Passionnés d’opéra, John et Bernadette Grimmett le sont indéniablement, qui se sont lancés en 2003 dans une entreprise aussi folle que sympathique : partager entre l’espace culturel de la ville de Baugé-en-Anjou et un théâtre éphémère édifié façon Garsington dans leur propriété, le domaine des Capucins, des représentations d’opéra dont les entractes sont prétextes à des pique-niques champêtres. Les plus grandes œuvres lyriques y sont données, avec souvent de jeunes chanteurs dont ce sera le tremplin, et des vétérans plus aguerris. La qualité musicale y est sans concession, et le public – on y entend beaucoup parler anglais – répond présent à cette proposition musicale si originale, y prend plaisir, et s’étoffe avec le temps.
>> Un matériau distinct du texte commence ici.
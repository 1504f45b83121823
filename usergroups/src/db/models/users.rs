//! Database models for users.

use crate::types::{GroupId, UserId};
use chrono::{DateTime, Utc};

/// Database request for creating a new user
///
/// The credential must already be hashed; see [`crate::auth::password`].
#[derive(Debug, Clone)]
pub struct UserCreateDBRequest {
    pub email: String,
    pub hashed_password: String,
    pub is_active: bool,
    pub is_superuser: bool,
    pub is_verified: bool,
    pub group_id: Option<GroupId>,
}

/// Database response for a user
#[derive(Debug, Clone)]
pub struct UserDBResponse {
    pub id: UserId,
    pub email: String,
    pub hashed_password: String,
    pub is_active: bool,
    pub is_superuser: bool,
    pub is_verified: bool,
    pub group_id: Option<GroupId>,
    pub created_at: DateTime<Utc>,
    pub updated_at: DateTime<Utc>,
}

/// Database request for updating a user. `None` leaves the column unchanged.
///
/// A new credential must already be hashed.
#[derive(Debug, Clone, Default)]
pub struct UserUpdateDBRequest {
    pub email: Option<String>,
    pub hashed_password: Option<String>,
    pub is_active: Option<bool>,
    pub is_superuser: Option<bool>,
    pub is_verified: Option<bool>,
}
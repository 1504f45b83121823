use crate::db::errors::DbError;
use thiserror::Error as ThisError;

#[derive(ThisError, Debug)]
pub enum Error {
    /// Invalid request data or business rule violation
    #[error("{message}")]
    BadRequest { message: String },

    /// Conflict error, e.g. registering an email that already has an account
    #[error("Conflict: {message}")]
    Conflict { message: String },

    /// Generic internal service error
    #[error("Failed to {operation}")]
    Internal { operation: String },

    /// Database operation error
    #[error(transparent)]
    Database(#[from] DbError),
}

impl Error {
    /// True when the underlying cause is a missing row.
    ///
    /// Identity lookups may surface absence this way instead of returning `Ok(None)`;
    /// callers treat both the same.
    pub fn is_not_found(&self) -> bool {
        matches!(self, Error::Database(DbError::NotFound))
    }
}
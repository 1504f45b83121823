//! Tracing initialization: a console fmt subscriber, plus optional OpenTelemetry OTLP export.
//!
//! OTLP export is **disabled by default** and must be explicitly enabled via the
//! `enable_otel_export` configuration flag. When enabled, it is configured through the standard
//! OpenTelemetry environment variables:
//!
//! - `OTEL_EXPORTER_OTLP_ENDPOINT` - The OTLP endpoint URL (default `http://localhost:4318`)
//! - `OTEL_EXPORTER_OTLP_PROTOCOL` - `http/protobuf` (default) or `http/json`
//! - `OTEL_EXPORTER_OTLP_HEADERS` - Comma-separated `key=value` pairs; `%20` decodes to a space
//! - `OTEL_SERVICE_NAME` - Service name for resource identification (default `usergroups`)
//!
//! Log verbosity follows `RUST_LOG` and defaults to `info`.

use opentelemetry::KeyValue;
use opentelemetry::trace::TracerProvider as _;
use opentelemetry_otlp::{Protocol, WithExportConfig, WithHttpConfig};
use opentelemetry_sdk::trace::SdkTracerProvider;
use std::collections::HashMap;
use std::sync::OnceLock;
use tracing::info;
use tracing_subscriber::EnvFilter;
use tracing_subscriber::layer::SubscriberExt;
use tracing_subscriber::util::SubscriberInitExt;

/// Kept so [`shutdown_telemetry`] can flush pending spans; `tracing-opentelemetry` only holds
/// the tracer, not the provider.
static TRACER_PROVIDER: OnceLock<SdkTracerProvider> = OnceLock::new();

/// Initialize tracing with optional OpenTelemetry support.
///
/// If OTLP setup fails the subscriber falls back to console output only.
pub fn init_telemetry(enable_otel_export: bool) -> anyhow::Result<()> {
    let env_filter = EnvFilter::try_from_default_env().unwrap_or_else(|_| EnvFilter::new("info"));

    if !enable_otel_export {
        tracing_subscriber::registry()
            .with(env_filter)
            .with(tracing_subscriber::fmt::layer())
            .try_init()?;
        return Ok(());
    }

    match create_otlp_tracer() {
        Ok(tracer) => {
            tracing_subscriber::registry()
                .with(env_filter)
                .with(tracing_subscriber::fmt::layer())
                .with(tracing_opentelemetry::layer().with_tracer(tracer))
                .try_init()?;

            info!("Telemetry initialized with OTLP export enabled");
        }
        Err(e) => {
            tracing_subscriber::registry()
                .with(env_filter)
                .with(tracing_subscriber::fmt::layer())
                .try_init()?;

            info!("Telemetry initialized without OTLP export: {}", e);
        }
    }

    Ok(())
}

/// Parse `OTEL_EXPORTER_OTLP_HEADERS`-style `k=v,k2=v2` pairs.
fn parse_otlp_headers(raw: &str) -> HashMap<String, String> {
    raw.replace("%20", " ")
        .split(',')
        .filter_map(|pair| pair.split_once('='))
        .map(|(key, value)| (key.trim().to_string(), value.trim().to_string()))
        .filter(|(key, _)| !key.is_empty())
        .collect()
}

fn create_otlp_tracer() -> anyhow::Result<opentelemetry_sdk::trace::Tracer> {
    let service_name = std::env::var("OTEL_SERVICE_NAME").unwrap_or_else(|_| "usergroups".to_string());
    let endpoint = std::env::var("OTEL_EXPORTER_OTLP_ENDPOINT").unwrap_or_else(|_| "http://localhost:4318".to_string());
    let headers = std::env::var("OTEL_EXPORTER_OTLP_HEADERS")
        .map(|raw| parse_otlp_headers(&raw))
        .unwrap_or_default();

    let protocol = match std::env::var("OTEL_EXPORTER_OTLP_PROTOCOL").as_deref().unwrap_or("http/protobuf") {
        "http/json" => Protocol::HttpJson,
        _ => Protocol::HttpBinary,
    };

    let exporter = opentelemetry_otlp::SpanExporter::builder()
        .with_http()
        .with_endpoint(&endpoint)
        .with_protocol(protocol)
        .with_headers(headers)
        .build()?;

    let tracer_provider = SdkTracerProvider::builder()
        .with_batch_exporter(exporter)
        .with_resource(
            opentelemetry_sdk::Resource::builder()
                .with_attribute(KeyValue::new("service.name", service_name.clone()))
                .build(),
        )
        .build();

    let tracer = tracer_provider.tracer(service_name);
    let _ = TRACER_PROVIDER.set(tracer_provider);

    Ok(tracer)
}

/// Shutdown the global tracer provider gracefully
///
/// Should be called before exit to flush any pending spans
pub fn shutdown_telemetry() {
    if let Some(provider) = TRACER_PROVIDER.get()
        && let Err(e) = provider.shutdown()
    {
        tracing::error!("Failed to shutdown tracer provider: {}", e);
    }
}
Malheureusement, comme ailleurs, le covid a frappé, les deux dernières saisons ont dû être annulées, et cette année encore les remplacements multiples dus à des maladies, joints à l’augmentation des frais généraux (avions, etc.) sur quatre productions (La Veuve joyeuse, La Servante maîtresse et Bastien et Bastienne, La Traviata et Faust) constituent autant de risques crânement affrontés et maîtrisés par les organisateurs, avec l’aide de la municipalité, très concernée. Cette année constituait donc une remise en route après deux années d’arrêt, et comme la baisse de fréquentation, admise comme partout à quelque 20 %, risquait de menacer la pérennité de l’organisation qui doit s’auto-financer à 50 %, il a été décidé de jouer à l’espace culturel et d’abandonner provisoirement le théâtre éphémère.
© Opéra de Baugé / Alexander Kabanov
C’est néanmoins devant une salle quasi-pleine qu’est donnée ce soir la troisième représentation du Faust de Gounod, chanté en français et surtitré en anglais. La scène est exiguë mais grâce à un plan étagé, permet d’évoquer divers lieux, la maison de Marguerite, l’église… et d’accueillir une vingtaine de choristes. La mise en scène de Bernadette Grimmett et Guido Martin-Brandis y est donc sérieusement contrainte par l’espace, mais de ce fait impose une lecture épurée et fort claire de l’œuvre, qui doit parfaitement convenir à un public peu averti. On regrette néanmoins des réductions (dont le chœur des soldats « Gloire immortelle de nos aïeux » sérieusement amputé) et coupes (l’acte IV). L’orchestre de 35 musiciens sonne fort bien dans ce lieu qui n’est guère prédisposé à l’opéra, sous la baguette du jeune chef Thomas Blunt, qui après un début un peu lent, donne à l’œuvre tout son éclat et ses couleurs sonores.